Die Ergebnisse der Studie sind nicht so eindeutig, wie die nackte Zahl zunächst vermuten lässt. So geben die Autoren selbst zu bedenken, ihre Herangehensweise könnte dazu geführt haben, dass der Effekt der Impfung auf Infektionen überschätzt wird. Denn in Israel werden Ungeimpfte häufiger getestet als Geimpfte. Allein aus diesem Grund könnte es also schon mehr positive Tests in der Gruppe der Ungeimpften gegeben haben. Das israelische Nachrichtenportal "ynet" schreibt zudem: "Im Gesundheitsministerium wurde klargestellt, dass die Daten zur Wirksamkeit gegen Infektionen im Vergleich zu den anderen Daten am wenigsten gewiss seien."

Was sagt ein deutscher Fachmann zu den 89,4 Prozent?

Impf-Experte Sebastian Ulbert vom Fraunhofer-Institut für Zelltherapie und Immunologie (IZI) tut sich mit einer Beurteilung im Gespräch mit der Deutschen Presse-Agentur schwer. Er hält den Wert von 89,4 Prozent für wenig belastbar. So habe es bei der Untersuchung nicht zwei definierte Gruppen (Geimpfte und Ungeimpfte) gegeben, die in festgelegter Form regelmäßig getestet wurden. Stattdessen wurde auf Daten freiwilliger Tests zurückgegriffen, die Vergleiche nur schwer möglich machen.

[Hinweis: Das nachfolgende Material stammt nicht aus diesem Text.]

mod app;
mod cli;
mod clock;
mod db;
mod event;
mod format;
mod logging;
mod session;
mod tui;
mod types;
mod ui;

use anyhow::Result;
use clap::Parser;

fn main() -> Result<()> {
    let cli_opts = cli::Cli::parse();
    let db_path = cli_opts.db.unwrap_or_else(db::default_db_path);
    if let Err(err) = logging::init(&logging::log_path_for(&db_path)) {
        eprintln!("daytimer: file logging disabled: {err:#}");
    }

    let conn = db::init(&db_path)?;
    let mut session = session::Session::load(db::SqliteStore::new(conn))?;
    if let Some(command) = cli_opts.command {
        return cli::run(command, &mut session, &mut std::io::stdout());
    }

    let mut app = app::App::new(session);
    let mut terminal = tui::init()?;
    let result = event::run(&mut app, &mut terminal);

    tui::restore()?;

    result
}
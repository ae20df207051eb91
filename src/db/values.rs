/// Queries on the `session` key-value table.
use anyhow::Result;
use rusqlite::Connection;

pub fn query_value(key: &str, conn: &Connection) -> Result<Option<String>> {
    let mut stmt = conn.prepare("SELECT value FROM session WHERE key = ?1")?;
    let mut rows = stmt.query([key])?;
    if let Some(row) = rows.next()? {
        Ok(Some(row.get(0)?))
    } else {
        Ok(None)
    }
}

pub fn upsert_value(key: &str, value: &str, conn: &Connection) -> Result<()> {
    conn.execute(
        "INSERT INTO session (key, value) VALUES (?1, ?2)
         ON CONFLICT(key) DO UPDATE SET value = excluded.value",
        (key, value),
    )?;
    Ok(())
}

pub fn delete_value(key: &str, conn: &Connection) -> Result<()> {
    conn.execute("DELETE FROM session WHERE key = ?1", [key])?;
    Ok(())
}
/// Whole seconds, used for elapsed, target and remaining time.
pub type Seconds = u64;

/// Result of advancing the session by one tick.
#[derive(Clone, Copy, Debug, PartialEq, Eq)]
pub enum TickOutcome {
    /// The clock was not running or already at its target.
    Idle,
    /// Elapsed time moved forward by one second.
    Advanced,
    /// Elapsed time reached the target and the clock stopped.
    TargetReached,
}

Zudem hofft der Experte, dass das Vorgehen der Studienautoren durch den nun folgenden wissenschaftlichen Begutachtungsprozess detaillierter und nachvollziehbarer dargestellt wird, als es in der momentanen Fassung der Fall ist.

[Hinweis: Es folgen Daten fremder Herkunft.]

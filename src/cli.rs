/// CLI argument parsing and command handling.
use std::io::Write;
use std::path::PathBuf;

use anyhow::Result;
use clap::{Parser, Subcommand};

use crate::db::KeyValueStore;
use crate::format::format_time;
use crate::session::Session;

#[derive(Parser, Debug)]
#[command(
    name = "daytimer",
    version,
    about = "Daytimer - A terminal countdown dashboard that resets at midnight"
)]
pub struct Cli {
    /// Database file holding the session (defaults to the user data dir)
    #[arg(long, global = true, value_name = "PATH")]
    pub db: Option<PathBuf>,

    #[command(subcommand)]
    pub command: Option<Command>,
}

#[derive(Subcommand, Debug, PartialEq, Eq)]
pub enum Command {
    /// Print target, current and remaining time
    Status,
    /// Set the target time; missing or non-numeric values count as 0
    Target {
        hours: Option<String>,
        minutes: Option<String>,
        seconds: Option<String>,
    },
    /// Reset elapsed time to zero and stop the timer
    Reset,
    /// Forget the stored session; the next start asks for a target
    Clear,
}

/// Execute a headless command against the stored session.
pub fn run<S: KeyValueStore>(
    command: Command,
    session: &mut Session<S>,
    out: &mut impl Write,
) -> Result<()> {
    match command {
        Command::Status => print_status(session, out)?,
        Command::Target {
            hours,
            minutes,
            seconds,
        } => {
            let total =
                session.commit_target(hours.as_deref(), minutes.as_deref(), seconds.as_deref())?;
            writeln!(out, "Target set to {}", format_time(total))?;
        }
        Command::Reset => {
            session.midnight_reset()?;
            writeln!(out, "Timer reset.")?;
        }
        Command::Clear => {
            session.clear()?;
            writeln!(out, "Session cleared.")?;
        }
    }
    Ok(())
}

fn print_status<S: KeyValueStore>(session: &Session<S>, out: &mut impl Write) -> Result<()> {
    if session.is_editing() {
        writeln!(out, "No target set.")?;
        return Ok(());
    }
    writeln!(out, "Target Time:    {}", format_time(session.target()))?;
    writeln!(out, "Current Time:   {}", format_time(session.elapsed()))?;
    writeln!(out, "Remaining Time: {}", format_time(session.remaining()))?;
    let state = if session.is_running() { "running" } else { "paused" };
    writeln!(out, "State:          {state}")?;
    Ok(())
}

#[cfg(test)]
mod tests {
    use super::*;
    use crate::db::MemoryStore;
    use crate::session::{KEY_ELAPSED, KEY_RUNNING, KEY_TARGET};

    fn run_with(command: Command, session: &mut Session<MemoryStore>) -> String {
        let mut out = Vec::new();
        run(command, session, &mut out).unwrap();
        String::from_utf8(out).unwrap()
    }

    #[test]
    fn parses_target_with_omitted_fields() {
        let cli = Cli::try_parse_from(["daytimer", "target", "1"]).unwrap();
        assert_eq!(
            cli.command,
            Some(Command::Target {
                hours: Some("1".to_string()),
                minutes: None,
                seconds: None,
            })
        );
    }

    #[test]
    fn parses_global_db_flag() {
        let cli = Cli::try_parse_from(["daytimer", "status", "--db", "/tmp/t.db"]).unwrap();
        assert_eq!(cli.db, Some(PathBuf::from("/tmp/t.db")));
        assert_eq!(cli.command, Some(Command::Status));

        let cli = Cli::try_parse_from(["daytimer"]).unwrap();
        assert!(cli.command.is_none());
    }

    #[test]
    fn target_command_commits() {
        let mut session = Session::load(MemoryStore::default()).unwrap();
        let output = run_with(
            Command::Target {
                hours: Some("25".to_string()),
                minutes: Some("x".to_string()),
                seconds: None,
            },
            &mut session,
        );
        assert_eq!(session.target(), 90000);
        assert_eq!(output, "Target set to 25:00:00\n");
    }

    #[test]
    fn status_prints_readouts() {
        let mut session = Session::load(MemoryStore::with(&[
            (KEY_ELAPSED, "10"),
            (KEY_TARGET, "70"),
            (KEY_RUNNING, "true"),
        ]))
        .unwrap();
        let output = run_with(Command::Status, &mut session);
        assert!(output.contains("Target Time:    00:01:10"));
        assert!(output.contains("Current Time:   00:00:10"));
        assert!(output.contains("Remaining Time: 00:01:00"));
        assert!(output.contains("running"));
    }

    #[test]
    fn status_without_target() {
        let mut session = Session::load(MemoryStore::default()).unwrap();
        assert_eq!(run_with(Command::Status, &mut session), "No target set.\n");
    }

    #[test]
    fn reset_and_clear() {
        let mut session = Session::load(MemoryStore::with(&[
            (KEY_ELAPSED, "10"),
            (KEY_TARGET, "70"),
            (KEY_RUNNING, "true"),
        ]))
        .unwrap();
        run_with(Command::Reset, &mut session);
        assert_eq!(session.elapsed(), 0);
        assert!(!session.is_running());
        assert_eq!(session.target(), 70);

        run_with(Command::Clear, &mut session);
        assert!(session.is_editing());
        assert_eq!(session.target(), 0);
    }
}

Welche Bedeutung hätte es, wenn die Ansteckungsgefahr für Geimpfte wesentlich geringer wäre?

Die Hoffnung ist, dass sich Geimpfte nur noch selten mit Sars-CoV-2 anstecken und dadurch den Erreger auch nicht weitergeben. Das würde enorm helfen, um die Infektionslage in den Griff zu bekommen. Der SPD-Gesundheitsexperte Karl Lauterbach interpretiert die Ergebnisse des Manuskripts dann auch in diese Richtung. "Diese Auswertungen sind von großer Bedeutung. Sie sind der erste klare Hinweis darauf, dass man sich nach der Impfung nicht ansteckt und auch nicht ansteckend ist", sagte der SPD-Politiker der "Bild am Sonntag". Damit würde die Impfung eine Herdenimmunität tatsächlich ermöglichen. "Und die Rückkehr zum normalen Leben möglich machen. Zumindest deuten das die Ergebnisse mit Biontech zum jetzigen Zeitpunkt an."

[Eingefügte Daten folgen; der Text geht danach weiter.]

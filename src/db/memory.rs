use std::collections::HashMap;

use anyhow::Result;

use super::KeyValueStore;

/// In-memory store for exercising the session without a database.
#[derive(Debug, Default)]
pub struct MemoryStore {
    values: HashMap<String, String>,
    fail_writes: bool,
}

impl MemoryStore {
    pub fn with(entries: &[(&str, &str)]) -> Self {
        Self {
            values: entries
                .iter()
                .map(|(k, v)| (k.to_string(), v.to_string()))
                .collect(),
            fail_writes: false,
        }
    }

    /// A store that reads `entries` but rejects every write.
    pub fn read_only(entries: &[(&str, &str)]) -> Self {
        Self {
            fail_writes: true,
            ..Self::with(entries)
        }
    }
}

impl KeyValueStore for MemoryStore {
    fn get(&self, key: &str) -> Result<Option<String>> {
        Ok(self.values.get(key).cloned())
    }

    fn set(&mut self, key: &str, value: &str) -> Result<()> {
        if self.fail_writes {
            anyhow::bail!("disk full");
        }
        self.values.insert(key.to_string(), value.to_string());
        Ok(())
    }

    fn remove(&mut self, key: &str) -> Result<()> {
        if self.fail_writes {
            anyhow::bail!("disk full");
        }
        self.values.remove(key);
        Ok(())
    }
}
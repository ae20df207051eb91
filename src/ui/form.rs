use ratatui::{
    style::{Modifier, Style},
    text::{Line, Span, Text},
};

use super::theme::Theme;
use crate::app::{FormField, TargetForm};

pub fn build_form_text(form: &TargetForm) -> Text<'_> {
    let mut lines = vec![
        Line::from(Span::styled(
            "  Set a target time",
            Style::default()
                .fg(Theme::accent())
                .add_modifier(Modifier::BOLD),
        )),
        Line::from(""),
    ];

    for field in FormField::ALL {
        let focused = form.field == field;
        let marker_style = if focused {
            Style::default()
                .fg(Theme::highlight())
                .add_modifier(Modifier::BOLD)
        } else {
            Style::default().fg(Theme::dim())
        };
        let value = form.value(field);
        let value_span = if value.is_empty() {
            Span::styled(field.placeholder(), Style::default().fg(Theme::dim()))
        } else {
            Span::styled(
                value,
                Style::default()
                    .fg(Theme::text())
                    .add_modifier(Modifier::BOLD),
            )
        };
        let mut spans = vec![
            Span::styled(if focused { "  > " } else { "    " }, marker_style),
            Span::styled(format!("{:<9}", field.label()), marker_style),
            value_span,
        ];
        if focused {
            spans.push(Span::styled("_", Style::default().fg(Theme::highlight())));
        }
        spans.push(Span::styled(
            format!("  ({})", field.hint()),
            Style::default().fg(Theme::dim()),
        ));
        lines.push(Line::from(spans));
    }

    lines.push(Line::from(""));
    lines.push(Line::from(Span::styled(
        "  Enter: Set Target Time",
        Style::default()
            .fg(Theme::primary())
            .add_modifier(Modifier::BOLD),
    )));
    Text::from(lines)
}
use std::time::Duration;

use anyhow::Result;
use crossterm::event::{self, Event, KeyEventKind};

use crate::app::{App, AppEvent};
use crate::db::KeyValueStore;

/// How long to wait for input before feeding the app a tick event.
const POLL_TIMEOUT: Duration = Duration::from_millis(250);

/// Polls for crossterm events and maps them to `AppEvent`s.
pub fn poll(timeout: Duration) -> Result<Option<AppEvent>> {
    if event::poll(timeout)? {
        if let Event::Key(key) = event::read()? {
            if key.kind != KeyEventKind::Press {
                return Ok(None);
            }
            return Ok(Some(AppEvent::KeyPress(key.code)));
        }
        // Resize and other events just trigger a redraw.
        return Ok(None);
    }
    Ok(Some(AppEvent::Tick))
}

/// Runs the main event loop until the user quits, then cancels the timers.
pub fn run<S: KeyValueStore>(app: &mut App<S>, terminal: &mut crate::tui::Terminal) -> Result<()> {
    while !app.quit {
        terminal.draw(|frame| crate::ui::draw(frame, app))?;

        match poll(POLL_TIMEOUT)? {
            Some(AppEvent::KeyPress(key)) => {
                app.update(AppEvent::KeyPress(key));
                // Due ticks are still consumed while input keeps arriving.
                app.update(AppEvent::Tick);
            }
            _ => app.update(AppEvent::Tick),
        }
    }
    app.shutdown();
    Ok(())
}
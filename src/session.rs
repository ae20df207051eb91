/// The timer session: elapsed, target and running state with write-through
/// persistence into a key-value store.
use anyhow::Result;

use crate::db::KeyValueStore;
use crate::types::{Seconds, TickOutcome};

pub const KEY_ELAPSED: &str = "currentTime";
pub const KEY_TARGET: &str = "targetTime";
pub const KEY_RUNNING: &str = "isRunning";

pub struct Session<S: KeyValueStore> {
    store: S,
    elapsed: Seconds,
    target: Seconds,
    running: bool,
    editing: bool,
}

impl<S: KeyValueStore> Session<S> {
    /// Restores a session from the store. Missing keys default to zero and
    /// not running; the form is shown until a target has been stored.
    pub fn load(store: S) -> Result<Self> {
        let elapsed = read_number(&store, KEY_ELAPSED)?;
        let stored_target = store.get(KEY_TARGET)?.filter(|value| !value.is_empty());
        let target = match stored_target.as_deref() {
            Some(value) => parse_stored(KEY_TARGET, value),
            None => 0,
        };
        let running = match store.get(KEY_RUNNING)? {
            Some(value) => parse_stored_flag(&value),
            None => false,
        };
        let session = Self {
            store,
            elapsed,
            target,
            running,
            editing: stored_target.is_none(),
        };
        tracing::info!(
            elapsed = session.elapsed,
            target_secs = session.target,
            running = session.running,
            "session loaded"
        );
        Ok(session)
    }

    pub fn elapsed(&self) -> Seconds {
        self.elapsed
    }

    pub fn target(&self) -> Seconds {
        self.target
    }

    pub fn is_running(&self) -> bool {
        self.running
    }

    pub fn is_editing(&self) -> bool {
        self.editing
    }

    /// Time left until the target, never negative.
    pub fn remaining(&self) -> Seconds {
        self.target.saturating_sub(self.elapsed)
    }

    /// Whether the tick process should be active.
    pub fn tick_active(&self) -> bool {
        self.running && self.elapsed < self.target
    }

    /// Commits a new target from raw field input. Absent or non-numeric
    /// fields count as zero; no upper bounds are enforced.
    pub fn commit_target(
        &mut self,
        hours: Option<&str>,
        minutes: Option<&str>,
        seconds: Option<&str>,
    ) -> Result<Seconds> {
        let hours = parse_field(hours);
        let minutes = parse_field(minutes);
        let seconds = parse_field(seconds);
        let total = hours
            .saturating_mul(3600)
            .saturating_add(minutes.saturating_mul(60))
            .saturating_add(seconds);
        self.target = total;
        self.editing = false;
        tracing::info!(hours, minutes, seconds, target_secs = total, "target committed");
        self.store.set(KEY_TARGET, &total.to_string())?;
        Ok(total)
    }

    /// Flips the running flag and returns the new value.
    pub fn toggle_running(&mut self) -> Result<bool> {
        self.running = !self.running;
        tracing::info!(running = self.running, "run state toggled");
        self.store.set(KEY_RUNNING, flag_value(self.running))?;
        Ok(self.running)
    }

    /// Switches to the form. Refused while the clock is running.
    pub fn request_edit(&mut self) -> bool {
        if self.running {
            return false;
        }
        self.editing = true;
        true
    }

    /// Leaves the form without committing, once a target exists.
    pub fn cancel_edit(&mut self) -> Result<bool> {
        if !self.editing || !has_target(&self.store)? {
            return Ok(false);
        }
        self.editing = false;
        Ok(true)
    }

    /// Advances elapsed time by one second in memory. Reaching the target
    /// clamps elapsed to it and stops the clock. Saving is left to
    /// `save_progress` and notifying the user to the caller.
    pub fn tick(&mut self) -> TickOutcome {
        if !self.tick_active() {
            return TickOutcome::Idle;
        }
        let next = self.elapsed + 1;
        if next >= self.target {
            self.elapsed = self.target;
            self.running = false;
            tracing::info!(target_secs = self.target, "target reached");
            return TickOutcome::TargetReached;
        }
        self.elapsed = next;
        TickOutcome::Advanced
    }

    /// Zeroes elapsed time and stops the clock.
    pub fn midnight_reset(&mut self) -> Result<()> {
        self.elapsed = 0;
        self.running = false;
        tracing::info!(target_secs = self.target, "session reset");
        self.save_progress()
    }

    /// Forgets the stored session entirely; the next start shows the form.
    pub fn clear(&mut self) -> Result<()> {
        self.elapsed = 0;
        self.target = 0;
        self.running = false;
        self.editing = true;
        tracing::info!("session cleared");
        let mut result = Ok(());
        for key in [KEY_ELAPSED, KEY_TARGET, KEY_RUNNING] {
            result = result.and(self.store.remove(key));
        }
        result
    }

    /// Writes elapsed time and the running flag. Both writes are attempted;
    /// the first failure is returned and memory stays as it is.
    pub fn save_progress(&mut self) -> Result<()> {
        let elapsed = self.store.set(KEY_ELAPSED, &self.elapsed.to_string());
        let running = self.store.set(KEY_RUNNING, flag_value(self.running));
        elapsed.and(running)
    }
}

fn flag_value(value: bool) -> &'static str {
    if value { "true" } else { "false" }
}

/// An empty stored target counts as never set.
fn has_target(store: &impl KeyValueStore) -> Result<bool> {
    Ok(store.get(KEY_TARGET)?.is_some_and(|value| !value.is_empty()))
}

/// Lenient integer parse of a form field: leading whitespace is skipped and
/// the leading run of digits is used. Anything else, including a sign, is 0.
pub fn parse_field(value: Option<&str>) -> Seconds {
    let Some(value) = value else {
        return 0;
    };
    let digits: String = value
        .trim_start()
        .chars()
        .take_while(|c| c.is_ascii_digit())
        .collect();
    if digits.is_empty() {
        return 0;
    }
    digits.parse().unwrap_or(Seconds::MAX)
}

fn read_number(store: &impl KeyValueStore, key: &str) -> Result<Seconds> {
    Ok(match store.get(key)? {
        Some(value) if !value.is_empty() => parse_stored(key, &value),
        _ => 0,
    })
}

fn parse_stored(key: &str, value: &str) -> Seconds {
    match value.trim().parse() {
        Ok(parsed) => parsed,
        Err(_) => {
            tracing::warn!(key, value, "ignoring unreadable stored value");
            0
        }
    }
}

fn parse_stored_flag(value: &str) -> bool {
    match value.trim() {
        "true" => true,
        "false" | "" => false,
        other => {
            tracing::warn!(key = KEY_RUNNING, value = other, "ignoring unreadable stored value");
            false
        }
    }
}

Wann könnte es mehr Klarheit geben?

Noch haben sich Pfizer und Biontech nicht zu der durchgesickerten Manuskript-Fassung geäußert. Es war erwartet worden, dass die beiden Unternehmen das Papier in den kommenden Tagen veröffentlichen. Israels Corona-Beauftragter Nachman Asch sagte dem Armeesender am Sonntag, es sei noch unklar, inwieweit die Corona-Impfung auch eine Ansteckung anderer verhindere. Er hoffe, dass man in den kommenden Wochen mehr darüber herausfinden werde. Auch andere Impfstoffhersteller haben Studien zu diesem Thema laufen.

Welche Ergebnisse stehen noch in dem Studien-Manuskript?

Die Untersuchung bestätigt noch einmal, dass der Impfstoff sehr wirksam Erkrankungen und auch Covid-Todesfälle verhindert. Zudem zeigte die Studie, dass der Impfstoff auch bei der ansteckenderen Variante B.1.1.7 wirkt, die erstmals in Großbritannien nachgewiesen wurde. Denn zum Zeitpunkt der Untersuchung waren bereits vier von fünf positiven Tests auf die Variante zurückzuführen.